Jazz artists, in the wake of developments in pop music, also began using the recording studio with its improved editing, multitrack recording, and electronic effects capability—as an adjunct to composition and improvisation. Trumpeter Miles Davis’s In a Silent Way (1969) and Bitches Brew (1970), for instance, feature extended—more than 20 minutes each—compositions which were never actually played straight through by the musicians in the studio; instead, musical motifs of various lengths were selected from recorded extended improvisations, and edited together into a musical whole which only exists in the recorded version. These are considered cornerstone recordings of the genre.

Many rock musicians had begun to independently approach jazz forms during the second half of 1960s. Among the first of these were The Byrds, who recorded in December 1965 the first version of their eventual hit, “Eight Miles High”, which tried to emulate John Coltrane’s style. Shortly thereafter, Paul Butterfield and Mike Bloomfield recorded a long improvisational piece, “East-West”, in 1966. Soon, other artists, notably Jimi Hendrix, the Grateful Dead, Chicago, Blood, Sweat & Tears, and The Allman Brothers Band in the US and King Crimson, Soft Machine, Yes (who covered the Byrds’ “I See You” in the ‘fusion’ style) and Cream in the UK, also performed, and eventually recorded, rock songs featuring extended improvisations and jazz-style instrumental interplay as well as longer, multipart compositions. Also Frank Zappa released his first jazz-rock album, Hot Rats, already in 1969. He continued recording fusion music occasionally during his career becoming one of the most important representators in the genre.

Fusion during the 1970s

Much of fusion grew from a core of musicians who had worked with Miles Davis on In a Silent Way and Bitches Brew. In addition to Davis, the most important figures in early fusion were Tony Williams, Herbie Hancock, Chick Corea (with his band Return to Forever), John McLaughlin (with his band Mahavishnu Orchestra) and Joe Zawinul and Wayne Shorter with their band Weather Report.

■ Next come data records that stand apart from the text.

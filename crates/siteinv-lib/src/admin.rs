//! Query and admin operations over orchestrators and subscriptions
//!
//! Thin translations over [`InventoryClient`]: raw inventory records are
//! normalized into the public shapes and errors propagate to the caller.

use crate::error::InventoryError;
use crate::inventory::InventoryClient;
use crate::models::{
    DriverCredentials, Orchestrator, OrchestratorRecord, Subscription, SubscriptionRequest,
};
use std::sync::Arc;

type Result<T> = std::result::Result<T, InventoryError>;

#[derive(Debug, Clone)]
pub struct InventoryService {
    client: Arc<InventoryClient>,
}

impl InventoryService {
    pub fn new(client: Arc<InventoryClient>) -> Self {
        Self { client }
    }

    /// Resolve the site name behind the record's `site` link
    async fn normalize(&self, record: OrchestratorRecord) -> Result<Orchestrator> {
        let href = record
            .links
            .site
            .as_ref()
            .map(|link| link.href.clone())
            .ok_or_else(|| {
                InventoryError::service(format!("orchestrator {} has no site link", record.id))
            })?;
        let site = self.client.get_site(&href).await?;
        Ok(Orchestrator::from_record(record, site.name))
    }

    pub async fn get_orchestrator_by_id(&self, nfvo_id: i64) -> Result<Orchestrator> {
        let record = self.client.get_orchestrator(nfvo_id).await?;
        self.normalize(record).await
    }

    /// Credentials in driver shape; `CredentialsNotFound` when none are stored
    pub async fn get_orchestrator_credentials(&self, nfvo_id: i64) -> Result<DriverCredentials> {
        self.client
            .get_orchestrator(nfvo_id)
            .await?
            .driver_credentials()
            .ok_or(InventoryError::CredentialsNotFound { id: nfvo_id })
    }

    pub async fn list_orchestrators(&self) -> Result<Vec<Orchestrator>> {
        let records = self.client.list_orchestrators().await?;
        let mut orchestrators = Vec::with_capacity(records.len());
        for record in records {
            orchestrators.push(self.normalize(record).await?);
        }
        Ok(orchestrators)
    }

    pub async fn list_subscriptions(&self, nfvo_id: i64) -> Result<Vec<Subscription>> {
        self.client.list_subscriptions(nfvo_id).await
    }

    pub async fn create_subscription(
        &self,
        nfvo_id: i64,
        body: &SubscriptionRequest,
    ) -> Result<Subscription> {
        self.client.create_subscription(nfvo_id, body).await
    }

    pub async fn get_subscription(&self, nfvo_id: i64, subscription_id: i64) -> Result<Subscription> {
        self.client.get_subscription(nfvo_id, subscription_id).await
    }

    pub async fn delete_subscription(&self, subscription_id: i64) -> Result<()> {
        self.client.delete_subscription(subscription_id).await
    }
}

#[cfg(test)]
mod tests {
    use super::*;
    use mockito::Server;
    use serde_json::{json, Value};
    use std::time::Duration;

    fn service_for(server: &Server) -> InventoryService {
        let client = InventoryClient::with_base_url(&server.url(), Duration::from_secs(5)).unwrap();
        InventoryService::new(Arc::new(client))
    }

    fn orchestrator_json(base: &str, id: i64, credentials: Value) -> Value {
        json!({
            "id": id,
            "name": format!("osm-{}", id),
            "type": "osm",
            "uri": "http://osm",
            "createdAt": null,
            "updatedAt": "2020-01-01T00:00:00.000+0000",
            "credentials": credentials,
            "_links": {
                "self": { "href": format!("{}/nfvOrchestrators/{}", base, id) },
                "site": { "href": format!("{}/nfvOrchestrators/{}/site", base, id) }
            }
        })
    }

    #[tokio::test]
    async fn test_get_orchestrator_resolves_site() {
        let mut server = Server::new_async().await;
        let base = server.url();
        server
            .mock("GET", "/nfvOrchestrators/1")
            .with_status(200)
            .with_body(orchestrator_json(&base, 1, Value::Null).to_string())
            .create_async()
            .await;
        let site = server
            .mock("GET", "/nfvOrchestrators/1/site")
            .with_status(200)
            .with_body(json!({ "name": "turin" }).to_string())
            .expect(1)
            .create_async()
            .await;

        let orchestrator = service_for(&server).get_orchestrator_by_id(1).await.unwrap();

        site.assert_async().await;
        assert_eq!(orchestrator.site, "turin");
        assert_eq!(orchestrator.uri.as_deref(), Some("http://osm"));
        assert!(orchestrator.created_at.is_none());
    }

    #[tokio::test]
    async fn test_get_orchestrator_not_found() {
        let mut server = Server::new_async().await;
        server
            .mock("GET", "/nfvOrchestrators/3")
            .with_status(404)
            .create_async()
            .await;

        let err = service_for(&server).get_orchestrator_by_id(3).await.unwrap_err();

        assert!(matches!(err, InventoryError::OrchestratorNotFound { id: 3 }));
    }

    #[tokio::test]
    async fn test_credentials_not_found() {
        let mut server = Server::new_async().await;
        let base = server.url();
        server
            .mock("GET", "/nfvOrchestrators/5")
            .with_status(200)
            .with_body(orchestrator_json(&base, 5, Value::Null).to_string())
            .create_async()
            .await;

        let err = service_for(&server)
            .get_orchestrator_credentials(5)
            .await
            .unwrap_err();

        assert!(matches!(err, InventoryError::CredentialsNotFound { id: 5 }));
    }

    #[tokio::test]
    async fn test_credentials_are_converted() {
        let mut server = Server::new_async().await;
        let base = server.url();
        let credentials = json!({
            "id": 9,
            "host": "10.0.0.1",
            "port": 443,
            "username": "admin",
            "password": "secret"
        });
        server
            .mock("GET", "/nfvOrchestrators/2")
            .with_status(200)
            .with_body(orchestrator_json(&base, 2, credentials).to_string())
            .create_async()
            .await;

        let creds = service_for(&server)
            .get_orchestrator_credentials(2)
            .await
            .unwrap();

        assert_eq!(
            creds,
            DriverCredentials {
                host: "10.0.0.1".to_string(),
                port: 443,
                user: "admin".to_string(),
                password: "secret".to_string(),
                nfvo_id: 2,
            }
        );
    }

    #[tokio::test]
    async fn test_list_orchestrators() {
        let mut server = Server::new_async().await;
        let base = server.url();
        server
            .mock("GET", "/nfvOrchestrators")
            .with_status(200)
            .with_body(
                json!({
                    "_embedded": {
                        "nfvOrchestrators": [
                            orchestrator_json(&base, 1, Value::Null),
                            orchestrator_json(&base, 2, Value::Null)
                        ]
                    }
                })
                .to_string(),
            )
            .create_async()
            .await;
        for id in [1, 2] {
            server
                .mock("GET", format!("/nfvOrchestrators/{}/site", id).as_str())
                .with_status(200)
                .with_body(json!({ "name": format!("site-{}", id) }).to_string())
                .create_async()
                .await;
        }

        let orchestrators = service_for(&server).list_orchestrators().await.unwrap();

        let sites: Vec<_> = orchestrators.iter().map(|o| o.site.as_str()).collect();
        assert_eq!(sites, vec!["site-1", "site-2"]);
    }

    #[tokio::test]
    async fn test_list_orchestrators_unauthorized() {
        let mut server = Server::new_async().await;
        server
            .mock("GET", "/nfvOrchestrators")
            .with_status(401)
            .create_async()
            .await;

        let err = service_for(&server).list_orchestrators().await.unwrap_err();

        assert!(matches!(err, InventoryError::Unauthorized));
    }

    #[tokio::test]
    async fn test_delete_subscription_not_found() {
        let mut server = Server::new_async().await;
        server
            .mock("DELETE", "/subscriptions/42")
            .with_status(404)
            .create_async()
            .await;

        let err = service_for(&server).delete_subscription(42).await.unwrap_err();

        assert!(matches!(err, InventoryError::SubscriptionNotFound { sub_id: 42 }));
    }
}
//! Site inventory adapter CLI
//!
//! A command-line tool for querying orchestrators, managing subscriptions
//! and running one-off VIM reconciliation sweeps.

mod commands;
mod output;

use anyhow::Result;
use clap::{Parser, Subcommand};
use commands::{orchestrators, subscriptions, sync};
use siteinv_lib::{InventoryClient, InventoryConfig, InventoryService};
use std::sync::Arc;
use std::time::Duration;

/// Site inventory adapter CLI
#[derive(Parser)]
#[command(name = "siteinv")]
#[command(author, version, about = "CLI for the Site Inventory OSM adapter", long_about = None)]
pub struct Cli {
    /// Site inventory host
    #[arg(long, env = "SITEINV_HOST", default_value = "localhost")]
    pub host: String,

    /// Site inventory port
    #[arg(long, env = "SITEINV_PORT", default_value_t = 8087)]
    pub port: u16,

    /// Request timeout in seconds
    #[arg(long, default_value_t = 30)]
    pub timeout: u64,

    /// Output format
    #[arg(long, short, default_value = "table")]
    pub format: output::OutputFormat,

    /// Enable verbose output
    #[arg(long, short)]
    pub verbose: bool,

    #[command(subcommand)]
    pub command: Commands,
}

#[derive(Subcommand)]
pub enum Commands {
    /// Query NFV orchestrators
    #[command(subcommand)]
    Orchestrators(OrchestratorCommands),

    /// Manage orchestrator subscriptions
    #[command(subcommand)]
    Subscriptions(SubscriptionCommands),

    /// Run one VIM reconciliation sweep against every OSM orchestrator
    Sync {
        /// OSM project used when requesting tokens
        #[arg(long, default_value = "admin")]
        osm_project: String,
    },
}

#[derive(Subcommand)]
pub enum OrchestratorCommands {
    /// List all orchestrators
    List,

    /// Show one orchestrator
    Get {
        /// Orchestrator ID
        id: i64,
    },

    /// Show the credentials stored for an orchestrator
    Credentials {
        /// Orchestrator ID
        id: i64,
    },
}

#[derive(Subcommand)]
pub enum SubscriptionCommands {
    /// List subscriptions of an orchestrator
    List {
        /// Orchestrator ID
        nfvo_id: i64,
    },

    /// Show one subscription
    Get {
        /// Orchestrator ID
        nfvo_id: i64,
        /// Subscription ID
        id: i64,
    },

    /// Create a subscription and link it to an orchestrator
    Create {
        /// Orchestrator ID
        nfvo_id: i64,

        /// URI notifications are delivered to
        #[arg(long)]
        callback_uri: String,

        /// Restrict notifications to one NS instance
        #[arg(long)]
        ns_instance_id: Option<String>,

        /// Notification type to subscribe to (repeatable)
        #[arg(long = "notification-type")]
        notification_types: Vec<String>,
    },

    /// Delete a subscription
    Delete {
        /// Subscription ID
        id: i64,
    },
}

#[tokio::main]
async fn main() {
    let cli = Cli::parse();

    if let Err(e) = run(cli).await {
        output::print_error(&format!("{:#}", e));
        std::process::exit(1);
    }
}

async fn run(cli: Cli) -> Result<()> {
    if cli.verbose {
        tracing_subscriber::fmt()
            .with_env_filter("debug")
            .with_writer(std::io::stderr)
            .compact()
            .init();
    }

    let config = InventoryConfig {
        host: cli.host.clone(),
        port: cli.port,
        request_timeout: Duration::from_secs(cli.timeout),
    };
    let client = Arc::new(InventoryClient::new(&config)?);
    tracing::debug!(base_url = %client.base_url(), "Using site inventory");
    let service = InventoryService::new(client.clone());

    match cli.command {
        Commands::Orchestrators(cmd) => match cmd {
            OrchestratorCommands::List => {
                orchestrators::list_orchestrators(&service, cli.format).await?;
            }
            OrchestratorCommands::Get { id } => {
                orchestrators::get_orchestrator(&service, id, cli.format).await?;
            }
            OrchestratorCommands::Credentials { id } => {
                orchestrators::get_credentials(&service, id, cli.format).await?;
            }
        },
        Commands::Subscriptions(cmd) => match cmd {
            SubscriptionCommands::List { nfvo_id } => {
                subscriptions::list_subscriptions(&service, nfvo_id, cli.format).await?;
            }
            SubscriptionCommands::Get { nfvo_id, id } => {
                subscriptions::get_subscription(&service, nfvo_id, id, cli.format).await?;
            }
            SubscriptionCommands::Create {
                nfvo_id,
                callback_uri,
                ns_instance_id,
                notification_types,
            } => {
                subscriptions::create_subscription(
                    &service,
                    nfvo_id,
                    callback_uri,
                    ns_instance_id,
                    notification_types,
                    cli.format,
                )
                .await?;
            }
            SubscriptionCommands::Delete { id } => {
                subscriptions::delete_subscription(&service, id).await?;
            }
        },
        Commands::Sync { osm_project } => {
            sync::run_sweep(client, &osm_project, cli.timeout, cli.format).await?;
        }
    }

    Ok(())
}
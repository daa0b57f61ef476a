//! Site inventory adapter library
//!
//! This crate provides the core functionality for:
//! - Talking to the site inventory REST service
//! - Fetching VIM lists from OSM orchestrators
//! - Periodic VIM reconciliation into the inventory
//! - Query/admin operations over orchestrators and subscriptions
//! - Health checks and observability

pub mod admin;
pub mod driver;
pub mod error;
pub mod health;
pub mod inventory;
pub mod models;
pub mod observability;
pub mod sync;

pub use admin::InventoryService;
pub use error::{DriverError, InventoryError};
pub use health::{
    ComponentHealth, ComponentStatus, HealthRegistry, HealthResponse, ReadinessResponse,
    SweepSummary,
};
pub use inventory::{InventoryClient, InventoryConfig};
pub use models::*;
pub use observability::{StructuredLogger, SyncMetrics};
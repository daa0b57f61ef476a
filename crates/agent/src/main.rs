//! Site inventory sync agent
//!
//! Long-running daemon that keeps the site inventory's VIM accounts in
//! line with every registered OSM orchestrator.

use anyhow::Result;
use siteinv_lib::{
    driver::OsmDriver,
    health::components,
    sync::{SyncScheduler, VimReconciler},
    HealthRegistry, InventoryClient,
};
use std::sync::Arc;
use tracing::{error, info};
use tracing_subscriber::{fmt, prelude::*, EnvFilter};

mod api;
mod config;

const AGENT_VERSION: &str = env!("CARGO_PKG_VERSION");

#[tokio::main]
async fn main() -> Result<()> {
    // Initialize tracing with JSON output and env filter
    tracing_subscriber::registry()
        .with(EnvFilter::try_from_default_env().unwrap_or_else(|_| EnvFilter::new("info")))
        .with(fmt::layer().json())
        .init();

    let config = config::AgentConfig::load()?;
    info!(
        host = %config.host,
        port = config.port,
        interval_secs = config.interval,
        "Agent configured"
    );

    let inventory = Arc::new(InventoryClient::new(&config.inventory())?);
    let driver = Arc::new(OsmDriver::new(config.osm_driver())?);
    let reconciler = Arc::new(VimReconciler::new(inventory, driver));

    let health_registry = HealthRegistry::new();
    health_registry.register(components::INVENTORY).await;

    let metrics = reconciler.metrics().clone();
    let logger = reconciler.logger().clone();
    logger.log_startup(AGENT_VERSION, config.interval);

    let app_state = Arc::new(api::AppState::new(health_registry.clone(), metrics));
    let api_handle = tokio::spawn(api::serve(config.api_port, app_state));

    let mut scheduler =
        SyncScheduler::new(reconciler, config.interval()).with_health(health_registry);
    scheduler.start();

    tokio::select! {
        result = tokio::signal::ctrl_c() => {
            result?;
            logger.log_shutdown("SIGINT received");
        }
        result = api_handle => {
            match result {
                Ok(Err(e)) => error!(error = %e, "API server failed"),
                Err(e) => error!(error = %e, "API server task panicked"),
                Ok(Ok(())) => {}
            }
            logger.log_shutdown("API server stopped");
        }
    }

    scheduler.stop().await;
    info!("Shutting down");

    Ok(())
}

Herbie Hancock first continued the path of Miles Davis with his experimental fusion albums (such as Crossings, 1972), but soon after that he became perhaps the most important developer of “jazz-funk” with his albums Headhunters (1973) and Thrust (1974). Later in the 1970s and early 1980s Hancock took a yet more commercial approach eventually recording straight disco and pop-albums (though he also recorded some acoustic jazz occasionally). Hancock was one of the first jazz-musicians to use synthesizers (though at very first, he left playing for his sidemen).

Also, Joe Zawinul’s and Wayne Shorter’s Weather Report was more experimental at the beginning, but introduced a more commercial sound later. Their albums were often quite varied and influenced by different styles of ethnic music, mainly latin and African music. Zawinul practically became the leader of the band, and he was endlessly making experiments by fusing different styles. Jaco Pastorius, one of the most celebrated electric bass players, joined the group in 1976 on the album, Black Market.

Chick Corea formed his band Return to Forever in 1972. The band started with latin-influenced music (Flora Purim as a vocalist) but the band was transformed in 1973 to become a jazz-rock group that took influences from both psychedelic and progressive rock. The drummer of the band since year 1973 was Lenny White who had also played with Miles Davis. Return to Forever’s songs were distinctively melodic due to the composing style of Corea’s and group’s bassist Stanley Clarke. Along with Weather Report’s Jaco Pastorius, Clarke became possibly the most influential bass guitarist of 1970s. Clarke is known of his extensive use of slap bass technique while Pastorius popularized a fretless bass guitar. Guitarist Al Di Meola also started his career with Return to Forever (in 1974). He soon became one of the most important fusion guitarists and started to release influential solo albums. In the 1980s Corea formed a new fusion band called the Chick Corea Elektric Band which featured new young musicians such as Dave Weckl and John Patitucci.

John McLaughlin formed a jazz-rock band the Mahavishnu Orchestra and their first album was released in 1972. The band included important musicians such as drummer Billy Cobham and keyboardist Jan Hammer. Hammer used his moog synthesizer with distortion effects making it sound more like an electric guitar. The sound of Mahavishnu Orchestra was influenced by psychedelic rock. The band’s first line up broke-up after two studio albums, but McLaughlin formed another group under same name which included Jean-Luc Ponty, a jazz violinist, who made many important fusion recordings also under his own name.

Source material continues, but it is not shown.